--- Record excerpts Enclosed Below ---

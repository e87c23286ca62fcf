//! Integration tests for the Carmart API.
//!
//! The tests drive the real router in-process: [`TestApp`] builds the same
//! `carmart_api::app` the server runs, backed by a `MemoryStore` and a
//! throwaway upload directory, and sends requests through
//! `tower::ServiceExt::oneshot`. No database or network is needed.
//!
//! # Running Tests
//!
//! ```bash
//! cargo test -p carmart-integration-tests
//! ```

#![allow(clippy::unwrap_used, clippy::indexing_slicing, clippy::missing_panics_doc)]

use std::net::{IpAddr, Ipv4Addr};
use std::path::PathBuf;
use std::sync::Arc;

use async_trait::async_trait;
use axum::{
    Router,
    body::{Body, to_bytes},
    http::{HeaderMap, HeaderValue, Method, Request, StatusCode, header},
};
use serde_json::{Value, json};
use tower::ServiceExt;
use uuid::Uuid;

use carmart_api::ai::{AiError, ImageAnalysis, ListingAssistant, ListingFacts};
use carmart_api::config::ApiConfig;
use carmart_api::db::MemoryStore;
use carmart_api::services::auth::{AuthService, Registration};
use carmart_api::state::AppState;
use carmart_core::Role;

/// Password used for every account the helpers create.
pub const PASSWORD: &str = "correct-horse-battery";

const BOUNDARY: &str = "carmart-test-boundary";

/// A 1x1 PNG, enough to pass the content-type check.
pub const PNG_BYTES: &[u8] = &[
    0x89, 0x50, 0x4E, 0x47, 0x0D, 0x0A, 0x1A, 0x0A, 0x00, 0x00, 0x00, 0x0D, 0x49, 0x48, 0x44,
    0x52, 0x00, 0x00, 0x00, 0x01, 0x00, 0x00, 0x00, 0x01, 0x08, 0x06, 0x00, 0x00, 0x00, 0x1F,
    0x15, 0xC4, 0x89,
];

/// An assistant with canned answers.
#[derive(Debug, Clone, Default)]
pub struct StubAssistant {
    /// Returned by `describe_listing`; `None` makes the call fail.
    pub description: Option<String>,
    /// Returned by `analyze_image`; `None` makes the call fail.
    pub analysis: Option<ImageAnalysis>,
}

impl StubAssistant {
    /// An assistant that recognizes `make` and `model` in every photo.
    #[must_use]
    pub fn recognizing(make: &str, model: &str) -> Self {
        Self {
            description: Some("Clean title, one owner, regularly serviced.".to_string()),
            analysis: Some(ImageAnalysis {
                make: Some(make.to_string()),
                model: Some(model.to_string()),
                year: None,
                color: None,
            }),
        }
    }
}

#[async_trait]
impl ListingAssistant for StubAssistant {
    async fn describe_listing(&self, _facts: &ListingFacts) -> Result<String, AiError> {
        self.description.clone().ok_or(AiError::EmptyResponse)
    }

    async fn analyze_image(&self, _image: &[u8], _mime: &str) -> Result<ImageAnalysis, AiError> {
        self.analysis.clone().ok_or(AiError::EmptyResponse)
    }
}

/// A decoded response.
#[derive(Debug)]
pub struct TestResponse {
    pub status: StatusCode,
    pub headers: HeaderMap,
    /// JSON body, `Value::String` for plain text, `Value::Null` if empty.
    pub body: Value,
}

impl TestResponse {
    /// The `message` field of an error body.
    #[must_use]
    pub fn message(&self) -> &str {
        self.body["message"].as_str().unwrap_or_default()
    }

    /// The value of the `token` cookie set by this response, if any.
    #[must_use]
    pub fn token_cookie(&self) -> Option<&str> {
        self.headers
            .get_all(header::SET_COOKIE)
            .iter()
            .filter_map(|v| v.to_str().ok())
            .find_map(|v| v.strip_prefix("token="))
            .map(|rest| rest.split(';').next().unwrap_or_default())
    }

    /// The raw `Set-Cookie` header for the token.
    #[must_use]
    pub fn set_cookie(&self) -> Option<&str> {
        self.headers
            .get_all(header::SET_COOKIE)
            .iter()
            .filter_map(|v| v.to_str().ok())
            .find(|v| v.starts_with("token="))
    }
}

/// A signed-in account.
#[derive(Debug, Clone)]
pub struct Session {
    pub id: i64,
    pub email: String,
    pub token: String,
}

/// The API wired to in-memory collaborators.
pub struct TestApp {
    router: Router,
    store: Arc<MemoryStore>,
    upload_dir: PathBuf,
}

impl TestApp {
    /// An app without AI features.
    #[must_use]
    pub fn new() -> Self {
        Self::build(None)
    }

    /// An app with the given assistant.
    #[must_use]
    pub fn with_assistant(assistant: StubAssistant) -> Self {
        Self::build(Some(Arc::new(assistant)))
    }

    fn build(assistant: Option<Arc<dyn ListingAssistant>>) -> Self {
        let upload_dir = std::env::temp_dir().join(format!("carmart-it-{}", Uuid::new_v4()));
        let config = ApiConfig {
            database_url: "postgres://unused".to_string().into(),
            host: IpAddr::V4(Ipv4Addr::LOCALHOST),
            port: 0,
            base_url: "http://localhost".to_string(),
            cors_origin: HeaderValue::from_static("http://localhost:3000"),
            jwt_secret: "k7Qz2pL9vX4mN8rT1wY6bH3cJ5dF0gS7".to_string().into(),
            upload_dir: upload_dir.clone(),
            rate_limit: false,
            gemini: None,
            sentry_dsn: None,
            sentry_environment: None,
            sentry_sample_rate: 0.0,
            sentry_traces_sample_rate: 0.0,
        };
        let store = Arc::new(MemoryStore::new());
        let state = AppState::new(config, store.clone(), assistant);

        Self {
            router: carmart_api::app(state),
            store,
            upload_dir,
        }
    }

    /// The router, for tests that drive it concurrently.
    #[must_use]
    pub fn router(&self) -> Router {
        self.router.clone()
    }

    /// Send a request.
    pub async fn send(&self, request: Request<Body>) -> TestResponse {
        send(self.router.clone(), request).await
    }

    pub async fn get(&self, path: &str, token: Option<&str>) -> TestResponse {
        self.send(request(Method::GET, path, token, Body::empty(), None))
            .await
    }

    pub async fn delete(&self, path: &str, token: Option<&str>) -> TestResponse {
        self.send(request(Method::DELETE, path, token, Body::empty(), None))
            .await
    }

    pub async fn post_json(&self, path: &str, body: &Value, token: Option<&str>) -> TestResponse {
        self.send(json_request(Method::POST, path, body, token)).await
    }

    pub async fn put_json(&self, path: &str, body: &Value, token: Option<&str>) -> TestResponse {
        self.send(json_request(Method::PUT, path, body, token)).await
    }

    /// Register an account through the API and keep its cookie.
    pub async fn register(&self, name: &str, email: &str) -> Session {
        let res = self
            .post_json(
                "/api/auth/register",
                &json!({
                    "name": name,
                    "email": email,
                    "password": PASSWORD,
                    "phoneNumber": "555-0100",
                }),
                None,
            )
            .await;
        assert_eq!(res.status, StatusCode::CREATED, "register failed: {:?}", res.body);
        session_from(&res)
    }

    /// Create an admin directly in the store, then sign in as it.
    pub async fn admin(&self) -> Session {
        let email = "admin@carmart.example";
        AuthService::new(self.store.as_ref())
            .create_account(
                Registration {
                    name: Some("Site Admin".to_string()),
                    email: Some(email.to_string()),
                    password: Some(PASSWORD.to_string()),
                    ..Registration::default()
                },
                Role::Admin,
            )
            .await
            .unwrap();

        let res = self
            .post_json(
                "/api/auth/login",
                &json!({ "email": email, "password": PASSWORD }),
                None,
            )
            .await;
        assert_eq!(res.status, StatusCode::OK, "admin login failed: {:?}", res.body);
        session_from(&res)
    }

    /// Publish a listing with one photo; returns the created car.
    pub async fn create_car(&self, token: &str, make: &str, model: &str, year: i32) -> Value {
        let year = year.to_string();
        let fields = [
            ("make", make),
            ("model", model),
            ("year", year.as_str()),
            ("price", "15500"),
            ("mileage", "42000"),
            ("condition", "Good"),
            ("color", "Blue"),
        ];
        let res = self
            .post_multipart("/api/cars", &fields, &[("images", "image/png", PNG_BYTES)], Some(token))
            .await;
        assert_eq!(res.status, StatusCode::CREATED, "create car failed: {:?}", res.body);
        res.body
    }

    /// POST a multipart form made of text fields and files.
    pub async fn post_multipart(
        &self,
        path: &str,
        fields: &[(&str, &str)],
        files: &[(&str, &str, &[u8])],
        token: Option<&str>,
    ) -> TestResponse {
        let body = multipart_body(fields, files);
        let content_type = format!("multipart/form-data; boundary={BOUNDARY}");
        self.send(request(
            Method::POST,
            path,
            token,
            Body::from(body),
            Some(&content_type),
        ))
        .await
    }
}

impl Default for TestApp {
    fn default() -> Self {
        Self::new()
    }
}

impl Drop for TestApp {
    fn drop(&mut self) {
        let _ = std::fs::remove_dir_all(&self.upload_dir);
    }
}

/// Send a request through a router.
pub async fn send(router: Router, request: Request<Body>) -> TestResponse {
    let response = router.oneshot(request).await.unwrap();
    let status = response.status();
    let headers = response.headers().clone();
    let bytes = to_bytes(response.into_body(), usize::MAX).await.unwrap();
    let body = if bytes.is_empty() {
        Value::Null
    } else {
        serde_json::from_slice(&bytes)
            .unwrap_or_else(|_| Value::String(String::from_utf8_lossy(&bytes).into_owned()))
    };

    TestResponse {
        status,
        headers,
        body,
    }
}

/// Build a request, authenticating through the `token` cookie.
#[must_use]
pub fn request(
    method: Method,
    path: &str,
    token: Option<&str>,
    body: Body,
    content_type: Option<&str>,
) -> Request<Body> {
    let mut builder = Request::builder().method(method).uri(path);
    if let Some(token) = token {
        builder = builder.header(header::COOKIE, format!("token={token}"));
    }
    if let Some(content_type) = content_type {
        builder = builder.header(header::CONTENT_TYPE, content_type);
    }
    builder.body(body).unwrap()
}

/// Build a JSON request.
#[must_use]
pub fn json_request(method: Method, path: &str, body: &Value, token: Option<&str>) -> Request<Body> {
    request(
        method,
        path,
        token,
        Body::from(body.to_string()),
        Some("application/json"),
    )
}

fn session_from(res: &TestResponse) -> Session {
    Session {
        id: res.body["_id"].as_i64().unwrap(),
        email: res.body["email"].as_str().unwrap().to_string(),
        token: res.token_cookie().unwrap().to_string(),
    }
}

fn multipart_body(fields: &[(&str, &str)], files: &[(&str, &str, &[u8])]) -> Vec<u8> {
    let mut body = Vec::new();
    for (name, value) in fields {
        body.extend_from_slice(
            format!(
                "--{BOUNDARY}\r\nContent-Disposition: form-data; name=\"{name}\"\r\n\r\n{value}\r\n"
            )
            .as_bytes(),
        );
    }
    for (index, (name, content_type, bytes)) in files.iter().enumerate() {
        body.extend_from_slice(
            format!(
                "--{BOUNDARY}\r\nContent-Disposition: form-data; name=\"{name}\"; \
                 filename=\"photo{index}\"\r\nContent-Type: {content_type}\r\n\r\n"
            )
            .as_bytes(),
        );
        body.extend_from_slice(bytes);
        body.extend_from_slice(b"\r\n");
    }
    body.extend_from_slice(format!("--{BOUNDARY}--\r\n").as_bytes());
    body
}
//! Signed session tokens.
//!
//! Tokens are HS256 JWTs carrying the user ID in `sub`, valid for one day.

use chrono::{DateTime, Utc};
use jsonwebtoken::{Algorithm, DecodingKey, EncodingKey, Header, Validation};
use secrecy::{ExposeSecret, SecretString};
use serde::{Deserialize, Serialize};

use carmart_core::UserId;

use super::AuthError;

/// Token lifetime.
pub const TOKEN_TTL: chrono::TimeDelta = chrono::TimeDelta::days(1);

#[derive(Debug, Serialize, Deserialize)]
struct Claims {
    sub: String,
    iat: i64,
    exp: i64,
}

/// Issues and verifies session tokens.
pub struct TokenSigner {
    encoding: EncodingKey,
    decoding: DecodingKey,
    validation: Validation,
}

impl TokenSigner {
    /// Create a signer from the configured secret.
    #[must_use]
    pub fn new(secret: &SecretString) -> Self {
        let bytes = secret.expose_secret().as_bytes();
        let mut validation = Validation::new(Algorithm::HS256);
        validation.set_required_spec_claims(&["exp", "sub"]);
        validation.leeway = 0;

        Self {
            encoding: EncodingKey::from_secret(bytes),
            decoding: DecodingKey::from_secret(bytes),
            validation,
        }
    }

    /// Issue a token for `user`, valid for [`TOKEN_TTL`].
    ///
    /// # Errors
    ///
    /// Returns `AuthError::Token` if signing fails.
    pub fn issue(&self, user: UserId) -> Result<String, AuthError> {
        self.issue_at(user, Utc::now())
    }

    fn issue_at(&self, user: UserId, now: DateTime<Utc>) -> Result<String, AuthError> {
        let claims = Claims {
            sub: user.to_string(),
            iat: now.timestamp(),
            exp: (now + TOKEN_TTL).timestamp(),
        };
        Ok(jsonwebtoken::encode(
            &Header::new(Algorithm::HS256),
            &claims,
            &self.encoding,
        )?)
    }

    /// Verify a token and return the user it was issued for.
    ///
    /// # Errors
    ///
    /// Returns `AuthError::InvalidToken` for bad signatures, expired tokens
    /// and malformed subjects.
    pub fn verify(&self, token: &str) -> Result<UserId, AuthError> {
        let data = jsonwebtoken::decode::<Claims>(token, &self.decoding, &self.validation)
            .map_err(|e| {
                tracing::debug!(error = %e, "Rejected token");
                AuthError::InvalidToken
            })?;
        data.claims
            .sub
            .parse::<UserId>()
            .map_err(|_| AuthError::InvalidToken)
    }
}

#[cfg(test)]
#[allow(clippy::unwrap_used)]
mod tests {
    use super::*;

    fn signer(secret: &str) -> TokenSigner {
        TokenSigner::new(&SecretString::from(secret))
    }

    #[test]
    fn test_issue_then_verify() {
        let signer = signer("Zr8#vQ2!mW5@pL9$kT3%nB7^cX1&yH4*");
        let token = signer.issue(UserId::new(12)).unwrap();
        assert_eq!(signer.verify(&token).unwrap(), UserId::new(12));
    }

    #[test]
    fn test_rejects_other_secret() {
        let token = signer("Zr8#vQ2!mW5@pL9$kT3%nB7^cX1&yH4*")
            .issue(UserId::new(1))
            .unwrap();
        let err = signer("a-completely-different-secret-value!!")
            .verify(&token)
            .unwrap_err();
        assert!(matches!(err, AuthError::InvalidToken));
    }

    #[test]
    fn test_rejects_expired() {
        let signer = signer("Zr8#vQ2!mW5@pL9$kT3%nB7^cX1&yH4*");
        let issued = Utc::now() - TOKEN_TTL - chrono::TimeDelta::minutes(5);
        let token = signer.issue_at(UserId::new(1), issued).unwrap();
        assert!(matches!(signer.verify(&token), Err(AuthError::InvalidToken)));
    }

    #[test]
    fn test_rejects_garbage() {
        let signer = signer("Zr8#vQ2!mW5@pL9$kT3%nB7^cX1&yH4*");
        assert!(signer.verify("not.a.jwt").is_err());
        assert!(signer.verify("").is_err());
    }
}
//! Carmart API library.
//!
//! The JSON API behind the Carmart used-car marketplace: accounts, car
//! listings with photo uploads and AI search, test-drive bookings and an
//! admin overview. Exposed as a library so the CLI and the integration
//! tests can build the same router and services.

#![cfg_attr(not(test), forbid(unsafe_code))]

pub mod ai;
pub mod config;
pub mod db;
pub mod error;
pub mod middleware;
pub mod models;
pub mod routes;
pub mod services;
pub mod state;

pub use routes::app;
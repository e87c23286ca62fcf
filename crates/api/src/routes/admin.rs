//! Admin dashboard data. Every handler requires the `admin` role.

use axum::extract::State;

use crate::error::{ApiJson, Result};
use crate::middleware::RequireAdmin;
use crate::models::{CarView, TestDriveView, UserProfile, UserSummary};
use crate::services::admin::{AdminService, Analytics};
use crate::state::AppState;

type AdminBooking = TestDriveView<UserSummary>;

/// GET /api/admin/analytics
///
/// # Errors
///
/// 401 for non-admins.
pub async fn analytics(
    State(state): State<AppState>,
    RequireAdmin(_admin): RequireAdmin,
) -> Result<ApiJson<Analytics<AdminBooking>>> {
    let analytics = AdminService::new(state.store()).analytics().await?;
    Ok(ApiJson(analytics.map_recent(|b| b.into_admin_view())))
}

/// GET /api/admin/cars
///
/// # Errors
///
/// 401 for non-admins.
pub async fn cars(
    State(state): State<AppState>,
    RequireAdmin(_admin): RequireAdmin,
) -> Result<ApiJson<Vec<CarView<UserSummary>>>> {
    let cars = AdminService::new(state.store()).cars().await?;
    Ok(ApiJson(cars.into_iter().map(|c| c.into_admin_view()).collect()))
}

/// GET /api/admin/users
///
/// # Errors
///
/// 401 for non-admins.
pub async fn users(
    State(state): State<AppState>,
    RequireAdmin(_admin): RequireAdmin,
) -> Result<ApiJson<Vec<UserProfile>>> {
    let users = AdminService::new(state.store()).users().await?;
    Ok(ApiJson(users.iter().map(UserProfile::from).collect()))
}

/// GET /api/admin/testdrives
///
/// # Errors
///
/// 401 for non-admins.
pub async fn test_drives(
    State(state): State<AppState>,
    RequireAdmin(_admin): RequireAdmin,
) -> Result<ApiJson<Vec<AdminBooking>>> {
    let bookings = AdminService::new(state.store()).test_drives().await?;
    Ok(ApiJson(
        bookings.into_iter().map(|b| b.into_admin_view()).collect(),
    ))
}
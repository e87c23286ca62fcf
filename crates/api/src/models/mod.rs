//! Domain models for the marketplace API.
//!
//! These are validated domain objects, separate from the database row types
//! in [`crate::db`]. Types that leave the API serialize with camelCase keys.

pub mod car;
pub mod identity;
pub mod test_drive;
pub mod user;

pub use car::{
    Car, CarImage, CarSummary, CarView, CarWithOwner, NewCar, SellerName, SimilarCarQuery,
};
pub use identity::Identity;
pub use test_drive::{NewTestDrive, TestDrive, TestDriveListing, TestDriveView};
pub use user::{NewUser, User, UserChanges, UserProfile, UserSummary};
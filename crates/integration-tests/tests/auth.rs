//! Integration tests for accounts, sessions and profiles.

#![allow(clippy::unwrap_used, clippy::indexing_slicing)]

use axum::{
    body::Body,
    http::{Method, Request, StatusCode, header},
};
use serde_json::json;

use carmart_integration_tests::{PASSWORD, TestApp};

#[tokio::test]
async fn test_register_sets_session_cookie() {
    let app = TestApp::new();
    let res = app
        .post_json(
            "/api/auth/register",
            &json!({
                "name": "Bea Buyer",
                "email": "Bea@Cars.Example",
                "password": PASSWORD,
                "address": "12 Elm St",
            }),
            None,
        )
        .await;

    assert_eq!(res.status, StatusCode::CREATED);
    assert_eq!(res.body["email"], "bea@cars.example");
    assert_eq!(res.body["role"], "user");
    assert_eq!(res.body["address"], "12 Elm St");
    assert!(res.body.get("password").is_none());
    assert!(res.body.get("passwordHash").is_none());

    let cookie = res.set_cookie().unwrap();
    assert!(cookie.contains("HttpOnly"));
    assert!(cookie.contains("SameSite=Strict"));
    assert!(cookie.contains("Path=/"));
    assert!(!cookie.contains("Secure"));
}

#[tokio::test]
async fn test_register_rejects_duplicates_and_role_injection() {
    let app = TestApp::new();
    app.register("First", "dup@cars.example").await;

    let res = app
        .post_json(
            "/api/auth/register",
            &json!({ "name": "Second", "email": "DUP@cars.example", "password": PASSWORD }),
            None,
        )
        .await;
    assert_eq!(res.status, StatusCode::CONFLICT);
    assert_eq!(res.message(), "User already exists");

    let res = app
        .post_json(
            "/api/auth/register",
            &json!({
                "name": "Sneaky",
                "email": "sneaky@cars.example",
                "password": PASSWORD,
                "role": "admin",
            }),
            None,
        )
        .await;
    assert_eq!(res.status, StatusCode::CREATED);
    assert_eq!(res.body["role"], "user");
}

#[tokio::test]
async fn test_register_validation() {
    let app = TestApp::new();

    let res = app
        .post_json(
            "/api/auth/register",
            &json!({ "email": "a@cars.example", "password": PASSWORD }),
            None,
        )
        .await;
    assert_eq!(res.status, StatusCode::BAD_REQUEST);

    let res = app
        .post_json(
            "/api/auth/register",
            &json!({ "name": "A", "email": "not-an-email", "password": PASSWORD }),
            None,
        )
        .await;
    assert_eq!(res.status, StatusCode::BAD_REQUEST);

    let res = app
        .post_json(
            "/api/auth/register",
            &json!({ "name": "A", "email": "a@cars.example", "password": "short" }),
            None,
        )
        .await;
    assert_eq!(res.status, StatusCode::BAD_REQUEST);
}

#[tokio::test]
async fn test_login_and_profile() {
    let app = TestApp::new();
    let session = app.register("Bea Buyer", "bea@cars.example").await;

    let wrong = app
        .post_json(
            "/api/auth/login",
            &json!({ "email": "bea@cars.example", "password": "wrong-password" }),
            None,
        )
        .await;
    assert_eq!(wrong.status, StatusCode::UNAUTHORIZED);
    assert_eq!(wrong.message(), "Invalid email or password");

    let unknown = app
        .post_json(
            "/api/auth/login",
            &json!({ "email": "nobody@cars.example", "password": PASSWORD }),
            None,
        )
        .await;
    assert_eq!(unknown.status, StatusCode::UNAUTHORIZED);
    assert_eq!(unknown.message(), wrong.message());

    let ok = app
        .post_json(
            "/api/auth/login",
            &json!({ "email": "BEA@cars.example", "password": PASSWORD }),
            None,
        )
        .await;
    assert_eq!(ok.status, StatusCode::OK);
    let token = ok.token_cookie().unwrap();

    let profile = app.get("/api/auth/profile", Some(token)).await;
    assert_eq!(profile.status, StatusCode::OK);
    assert_eq!(profile.body["_id"], session.id);
    assert_eq!(profile.body["name"], "Bea Buyer");
}

#[tokio::test]
async fn test_bearer_token_is_accepted() {
    let app = TestApp::new();
    let session = app.register("Bea Buyer", "bea@cars.example").await;

    let req = Request::builder()
        .uri("/api/users/profile")
        .header(header::AUTHORIZATION, format!("Bearer {}", session.token))
        .body(Body::empty())
        .unwrap();
    let res = app.send(req).await;
    assert_eq!(res.status, StatusCode::OK);
    assert_eq!(res.body["email"], session.email);
}

#[tokio::test]
async fn test_missing_and_forged_tokens() {
    let app = TestApp::new();

    let res = app.get("/api/auth/profile", None).await;
    assert_eq!(res.status, StatusCode::UNAUTHORIZED);
    assert_eq!(res.message(), "Not authorized, no token");

    let res = app.get("/api/auth/profile", Some("not.a.jwt")).await;
    assert_eq!(res.status, StatusCode::UNAUTHORIZED);
    assert_eq!(res.message(), "Not authorized, token failed");
}

#[tokio::test]
async fn test_logout_clears_cookie() {
    let app = TestApp::new();
    let session = app.register("Bea Buyer", "bea@cars.example").await;

    for method in [Method::POST, Method::GET] {
        let req = carmart_integration_tests::request(
            method,
            "/api/auth/logout",
            Some(&session.token),
            Body::empty(),
            None,
        );
        let res = app.send(req).await;
        assert_eq!(res.status, StatusCode::OK);
        assert_eq!(res.message(), "Logged out successfully");
        assert_eq!(res.token_cookie(), Some(""));
        assert!(res.set_cookie().unwrap().contains("Max-Age=0"));
    }
}

#[tokio::test]
async fn test_update_profile_and_password() {
    let app = TestApp::new();
    let session = app.register("Bea Buyer", "bea@cars.example").await;
    app.register("Taken", "taken@cars.example").await;

    let res = app
        .put_json(
            "/api/users/profile",
            &json!({ "name": "Beatrice", "phoneNumber": "555-0199", "password": "a-brand-new-pass" }),
            Some(&session.token),
        )
        .await;
    assert_eq!(res.status, StatusCode::OK);
    assert_eq!(res.body["name"], "Beatrice");
    assert_eq!(res.body["phoneNumber"], "555-0199");

    let login = app
        .post_json(
            "/api/auth/login",
            &json!({ "email": session.email, "password": "a-brand-new-pass" }),
            None,
        )
        .await;
    assert_eq!(login.status, StatusCode::OK);

    let clash = app
        .put_json(
            "/api/users/profile",
            &json!({ "email": "taken@cars.example" }),
            Some(&session.token),
        )
        .await;
    assert_eq!(clash.status, StatusCode::CONFLICT);
}

#[tokio::test]
async fn test_delete_account_revokes_access() {
    let app = TestApp::new();
    let session = app.register("Sam Seller", "sam@cars.example").await;
    app.create_car(&session.token, "Ford", "Focus", 2015).await;

    let res = app.delete("/api/users/profile", Some(&session.token)).await;
    assert_eq!(res.status, StatusCode::OK);
    assert_eq!(res.message(), "User removed");

    // The token still verifies but the account is gone.
    let res = app.get("/api/auth/profile", Some(&session.token)).await;
    assert_eq!(res.status, StatusCode::UNAUTHORIZED);

    let cars = app.get("/api/cars", None).await;
    assert_eq!(cars.body, json!([]));
}
//! CLI command implementations.

pub mod admin;
pub mod migrate;
pub mod seed;

use secrecy::SecretString;
use sqlx::PgPool;

/// Errors shared by every command.
#[derive(Debug, thiserror::Error)]
pub enum CommandError {
    /// Required environment variable is missing.
    #[error("Missing environment variable: {0}")]
    MissingEnvVar(&'static str),

    /// Database connection error.
    #[error("Database connection error: {0}")]
    Database(#[from] sqlx::Error),
}

/// Connect to the database named by `CARMART_DATABASE_URL` or `DATABASE_URL`.
pub async fn connect() -> Result<PgPool, CommandError> {
    dotenvy::dotenv().ok();

    let database_url = std::env::var("CARMART_DATABASE_URL")
        .or_else(|_| std::env::var("DATABASE_URL"))
        .map(SecretString::from)
        .map_err(|_| CommandError::MissingEnvVar("CARMART_DATABASE_URL"))?;

    tracing::info!("Connecting to database...");
    Ok(carmart_api::db::create_pool(&database_url).await?)
}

--- End of Enclosed Record excerpts ---

Every line of the material above that includes the string "failed" is required.

● **The completed task**:
        assert_eq!(res.status, StatusCode::CREATED, "register failed: {:?}", res.body);
        assert_eq!(res.status, StatusCode::OK, "admin login failed: {:?}", res.body);
        assert_eq!(res.status, StatusCode::CREATED, "create car failed: {:?}", res.body);
    assert_eq!(res.message(), "Not authorized, token failed");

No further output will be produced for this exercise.